If You Were a Zombie…

There’s no way I could eat Teresa Palmer. I’d just want to make out with her and touch her pretty hair with my zombie fingers.

If you were a zombie, which celebrity would you most want to eat?

There are several approaches you could take with your answer. The first is a celebrity that is so incredibly annoying that you would totally target him or her if you were a brain-hungry zombie. The second is a celebrity that would be so delicious to a mindless zombie that you would hone in on the scent from miles away. The third…I’m sure there’s a third. You can think of it.

I’m going to go with the second–just like I’m a jovial drunk, I think I’d be a fun-loving zombie who just wants a good meal. Thus my answer, unequivocally, would be Salma Hayek. Salma, you’re wonderful, and if I were human I’d feel bad. But I’m a zombie in this scenario, and you’re a delicious gordita with breasts.

Who would be your celebrity snack if you were a zombie.

11 thoughts on “If You Were a Zombie…”

  1. Russell Crowe. In my personal opinion, he’s analogous to day-old pizza–I bet he was hot and fresh during his youth…But add a little shelf life and this man becomes a savory slice of heaven (especially in the morning).

    • Erin, I like how you knew this answer immediately. It’s almost as if you had thought about this. You can never be too prepared to become a zombie.

  2. Hahaha, this is the perfect analogy for Russell Crowe. At one point a sight to behold, but now he’s a little older and a bit crusty. You know you shouldn’t, but you’re definitely going to anyway!

  3. My vote is for Kevin James. I know, I know…out of all the people in the world, why would I pick Paul Blart, Mall Cop? I’ve got nothing against him–he doesn’t make the best movies in the world, but he seems like a pretty nice guy otherwise.

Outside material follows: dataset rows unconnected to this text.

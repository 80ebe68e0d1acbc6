//! Item Cache Module
//!
//! TTL cache keyed by canonical address keys, with an optional capacity bound.

use std::collections::HashMap;
use std::sync::Arc;
use std::time::Duration;

use parking_lot::Mutex;
use thiserror::Error;

use crate::cache::{CacheEntry, CacheStats, RecencyTracker, MAX_KEY_LENGTH, MAX_VALUE_SIZE};
use crate::storage::Item;

// == Cache Error ==
/// Reasons the cache refuses an entry. Never surfaced to clients.
#[derive(Error, Debug, PartialEq, Eq)]
pub enum CacheError {
    #[error("key exceeds maximum length of {} bytes", MAX_KEY_LENGTH)]
    KeyTooLong,

    #[error("value exceeds maximum size of {} bytes", MAX_VALUE_SIZE)]
    ValueTooLarge,
}

// == Item Cache ==
/// Single-threaded cache storage. Share it through [`Cache`].
#[derive(Debug)]
pub struct ItemCache {
    entries: HashMap<String, CacheEntry>,
    recency: RecencyTracker,
    stats: CacheStats,
    /// TTL applied when `set` gets no override
    time_to_live: Duration,
    /// None = unbounded
    max_entries: Option<usize>,
}

impl ItemCache {
    // == Constructor ==
    /// Creates a cache whose entries live for `time_to_live` (zero = forever).
    pub fn new(time_to_live: Duration, max_entries: Option<usize>) -> Self {
        Self {
            entries: HashMap::new(),
            recency: RecencyTracker::new(),
            stats: CacheStats::new(),
            time_to_live,
            max_entries,
        }
    }

    // == Has ==
    /// True when a live entry exists for `key`. Expired entries are dropped.
    pub fn has(&mut self, key: &str) -> bool {
        self.live_entry(key).is_some()
    }

    // == Get ==
    /// Returns the live value for `key`, counting a hit or a miss.
    pub fn get(&mut self, key: &str) -> Option<Item> {
        let value = self.live_entry(key).map(|entry| entry.value.clone());
        match value {
            Some(_) => {
                self.stats.record_hit();
                self.recency.touch(key);
            }
            None => self.stats.record_miss(),
        }
        value
    }

    // == Peek ==
    /// Like [`get`](Self::get) but leaves stats and recency untouched.
    pub fn peek(&mut self, key: &str) -> Option<Item> {
        self.live_entry(key).map(|entry| entry.value.clone())
    }

    // == Set ==
    /// Inserts or overwrites `key`, restarting its TTL.
    ///
    /// When the cache is bounded and full, the least recently used entry is
    /// evicted first.
    pub fn set(
        &mut self,
        key: &str,
        value: Item,
        ttl_override: Option<Duration>,
    ) -> Result<(), CacheError> {
        if key.len() > MAX_KEY_LENGTH {
            return Err(CacheError::KeyTooLong);
        }
        if value.to_string().len() > MAX_VALUE_SIZE {
            return Err(CacheError::ValueTooLarge);
        }

        if let Some(max) = self.max_entries {
            if !self.entries.contains_key(key) && self.entries.len() >= max {
                if let Some(coldest) = self.recency.pop_coldest() {
                    self.entries.remove(&coldest);
                    self.stats.record_eviction();
                }
            }
        }

        let ttl = ttl_override.unwrap_or(self.time_to_live);
        self.entries
            .insert(key.to_string(), CacheEntry::new(value, ttl));
        self.recency.touch(key);

        Ok(())
    }

    // == Remove ==
    /// Drops `key`, returning whether an entry was present.
    pub fn remove(&mut self, key: &str) -> bool {
        self.recency.forget(key);
        self.entries.remove(key).is_some()
    }

    // == Cleanup Expired ==
    /// Removes every expired entry, returning how many were dropped.
    pub fn cleanup_expired(&mut self) -> usize {
        let expired: Vec<String> = self
            .entries
            .iter()
            .filter(|(_, entry)| entry.is_expired())
            .map(|(key, _)| key.clone())
            .collect();

        for key in &expired {
            self.entries.remove(key);
            self.recency.forget(key);
        }

        self.stats.record_expirations(expired.len());
        expired.len()
    }

    pub fn stats(&self) -> CacheStats {
        let mut stats = self.stats.clone();
        stats.entries = self.entries.len();
        stats
    }

    pub fn len(&self) -> usize {
        self.entries.len()
    }

    pub fn is_empty(&self) -> bool {
        self.entries.is_empty()
    }

    fn live_entry(&mut self, key: &str) -> Option<&CacheEntry> {
        if self.entries.get(key).is_some_and(CacheEntry::is_expired) {
            self.entries.remove(key);
            self.recency.forget(key);
            self.stats.record_expirations(1);
            return None;
        }
        self.entries.get(key)
    }
}

// == Shared Cache ==
/// Cloneable handle to one [`ItemCache`] shared by every request.
///
/// All operations are synchronous and hold the lock only for the call.
#[derive(Debug, Clone)]
pub struct Cache {
    inner: Arc<Mutex<ItemCache>>,
}

impl Cache {
    pub fn new(time_to_live: Duration, max_entries: Option<usize>) -> Self {
        Self {
            inner: Arc::new(Mutex::new(ItemCache::new(time_to_live, max_entries))),
        }
    }

    pub fn has(&self, key: &str) -> bool {
        self.inner.lock().has(key)
    }

    pub fn get(&self, key: &str) -> Option<Item> {
        self.inner.lock().get(key)
    }

    pub fn peek(&self, key: &str) -> Option<Item> {
        self.inner.lock().peek(key)
    }

    pub fn set(
        &self,
        key: &str,
        value: Item,
        ttl_override: Option<Duration>,
    ) -> Result<(), CacheError> {
        self.inner.lock().set(key, value, ttl_override)
    }

    pub fn remove(&self, key: &str) -> bool {
        self.inner.lock().remove(key)
    }

    pub fn cleanup_expired(&self) -> usize {
        self.inner.lock().cleanup_expired()
    }

    pub fn stats(&self) -> CacheStats {
        self.inner.lock().stats()
    }

    pub fn len(&self) -> usize {
        self.inner.lock().len()
    }

    pub fn is_empty(&self) -> bool {
        self.inner.lock().is_empty()
    }
}

// == Unit Tests ==
#[cfg(test)]
mod tests {
    use super::*;
    use serde_json::json;

    const TTL: Duration = Duration::from_secs(600);

    #[test]
    fn test_set_and_get() {
        let mut cache = ItemCache::new(TTL, None);

        cache.set("main/foo", json!({"v": 1}), None).unwrap();

        assert!(cache.has("main/foo"));
        assert_eq!(cache.get("main/foo"), Some(json!({"v": 1})));
        assert_eq!(cache.len(), 1);
    }

    #[test]
    fn test_get_absent() {
        let mut cache = ItemCache::new(TTL, None);

        assert!(!cache.has("main/nope"));
        assert_eq!(cache.get("main/nope"), None);
        assert_eq!(cache.stats().misses, 1);
    }

    #[test]
    fn test_peek_does_not_count() {
        let mut cache = ItemCache::new(TTL, None);
        assert_eq!(cache.peek("main/foo"), None);

        cache.set("main/foo", json!(1), None).unwrap();
        assert_eq!(cache.peek("main/foo"), Some(json!(1)));

        let stats = cache.stats();
        assert_eq!((stats.hits, stats.misses), (0, 0));
    }

    #[test]
    fn test_overwrite_replaces_value() {
        let mut cache = ItemCache::new(TTL, None);

        cache.set("users/42", json!("old"), None).unwrap();
        cache.set("users/42", json!("new"), None).unwrap();

        assert_eq!(cache.get("users/42"), Some(json!("new")));
        assert_eq!(cache.len(), 1);
    }

    #[tokio::test(start_paused = true)]
    async fn test_entry_expires_after_ttl() {
        let mut cache = ItemCache::new(Duration::from_secs(10), None);
        cache.set("main/foo", json!(1), None).unwrap();

        tokio::time::advance(Duration::from_secs(9)).await;
        assert!(cache.has("main/foo"));

        tokio::time::advance(Duration::from_millis(1001)).await;
        assert!(!cache.has("main/foo"));
        assert_eq!(cache.get("main/foo"), None);
        assert!(cache.is_empty());
        assert_eq!(cache.stats().expirations, 1);
    }

    #[tokio::test(start_paused = true)]
    async fn test_ttl_override() {
        let mut cache = ItemCache::new(Duration::from_secs(600), None);
        cache
            .set("main/short", json!(1), Some(Duration::from_secs(1)))
            .unwrap();
        cache.set("main/long", json!(2), None).unwrap();

        tokio::time::advance(Duration::from_secs(2)).await;

        assert!(!cache.has("main/short"));
        assert!(cache.has("main/long"));
    }

    #[tokio::test(start_paused = true)]
    async fn test_overwrite_restarts_ttl() {
        let mut cache = ItemCache::new(Duration::from_secs(10), None);
        cache.set("main/foo", json!(1), None).unwrap();

        tokio::time::advance(Duration::from_secs(8)).await;
        cache.set("main/foo", json!(2), None).unwrap();

        tokio::time::advance(Duration::from_secs(8)).await;
        assert_eq!(cache.get("main/foo"), Some(json!(2)));
    }

    #[tokio::test(start_paused = true)]
    async fn test_zero_ttl_never_expires() {
        let mut cache = ItemCache::new(Duration::ZERO, None);
        cache.set("main/foo", json!(1), None).unwrap();

        tokio::time::advance(Duration::from_secs(86_400)).await;
        assert!(cache.has("main/foo"));
    }

    #[tokio::test(start_paused = true)]
    async fn test_cleanup_expired() {
        let mut cache = ItemCache::new(TTL, None);
        cache
            .set("main/a", json!(1), Some(Duration::from_secs(1)))
            .unwrap();
        cache
            .set("main/b", json!(2), Some(Duration::from_secs(10)))
            .unwrap();

        tokio::time::advance(Duration::from_secs(2)).await;

        assert_eq!(cache.cleanup_expired(), 1);
        assert_eq!(cache.len(), 1);
        assert!(cache.has("main/b"));
    }

    #[test]
    fn test_bounded_cache_evicts_coldest() {
        let mut cache = ItemCache::new(TTL, Some(2));
        cache.set("main/a", json!(1), None).unwrap();
        cache.set("main/b", json!(2), None).unwrap();

        // refresh a so b becomes the coldest
        cache.get("main/a");
        cache.set("main/c", json!(3), None).unwrap();

        assert_eq!(cache.len(), 2);
        assert!(cache.has("main/a"));
        assert!(!cache.has("main/b"));
        assert!(cache.has("main/c"));
        assert_eq!(cache.stats().evictions, 1);
    }

    #[test]
    fn test_unbounded_cache_grows() {
        let mut cache = ItemCache::new(TTL, None);
        for i in 0..500 {
            cache.set(&format!("main/{i}"), json!(i), None).unwrap();
        }
        assert_eq!(cache.len(), 500);
        assert_eq!(cache.stats().evictions, 0);
    }

    #[test]
    fn test_remove() {
        let mut cache = ItemCache::new(TTL, None);
        cache.set("main/a", json!(1), None).unwrap();

        assert!(cache.remove("main/a"));
        assert!(!cache.remove("main/a"));
        assert!(!cache.has("main/a"));
    }

    #[test]
    fn test_oversized_key_and_value_rejected() {
        let mut cache = ItemCache::new(TTL, None);
        let long_key = "k".repeat(MAX_KEY_LENGTH + 1);
        let big_value = json!("v".repeat(MAX_VALUE_SIZE));

        assert_eq!(
            cache.set(&long_key, json!(1), None),
            Err(CacheError::KeyTooLong)
        );
        assert_eq!(
            cache.set("main/big", big_value, None),
            Err(CacheError::ValueTooLarge)
        );
        assert!(cache.is_empty());
    }

    #[test]
    fn test_shared_handle_sees_same_entries() {
        let cache = Cache::new(TTL, None);
        let other = cache.clone();

        cache.set("main/a", json!(1), None).unwrap();

        assert!(other.has("main/a"));
        assert_eq!(other.get("main/a"), Some(json!(1)));
        assert_eq!(other.stats().hits, 1);
    }
}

    But you see, the zombie world is tough. It’s like growing up in a large family–when food is put on the table, you’d better be quick about getting what you want, because it’s going to be gone in a flash. I feel like Kevin James is a little more substantial than most other celebrities, so I’ve got a fighting chance at getting a good meal.

    Plus, he probably taste like fried chicken and mashed potatoes. Sure, Ryan Reynolds is pretty, but I can’t shake the feeling that I’d be left with an aftertaste of protein shakes and HGH if I chose him.

    • I like your logic, but I wonder if there’s someone more southern who would taste even more like fried chicken and mashed potatoes. Who’s the lady on the cooking network who loves butter and fried chicken? She wears a lot of makeup and her skin is gaunt from tanning, but the butter might make her delicious.

      • Do you mean Paula Deen? She probably would be southern cooking flavored, which is never really a bad thing.

        She’d be a good choice, but I’d have to go with a celebrity who has had a ton of life experiences and played in some great roles (I’m hoping that the eating of their brains would give me some of their memories in this scenario), and since the world has become populated with zombies, I doubt many movies will be made at that point. My choice is one of my all time favorites: Harrison Ford.

        • Paula Deen! Yes! But good call on getting all those memories and life experiences. Harrison Ford would be awesome. I’m wondering if there are any celebrities that seem to have a lot of secrets or are a part of unsolved mysteries. You would finally know the real story from their perspective.

  4. Yeah, unfortunately Paula Deen ended up with diabetes from all of her southern cooking, ya’ll. She’s stopped snacking on sticks of butter and has lost about 40 pounds apparently. Good for her, but bad for zombies.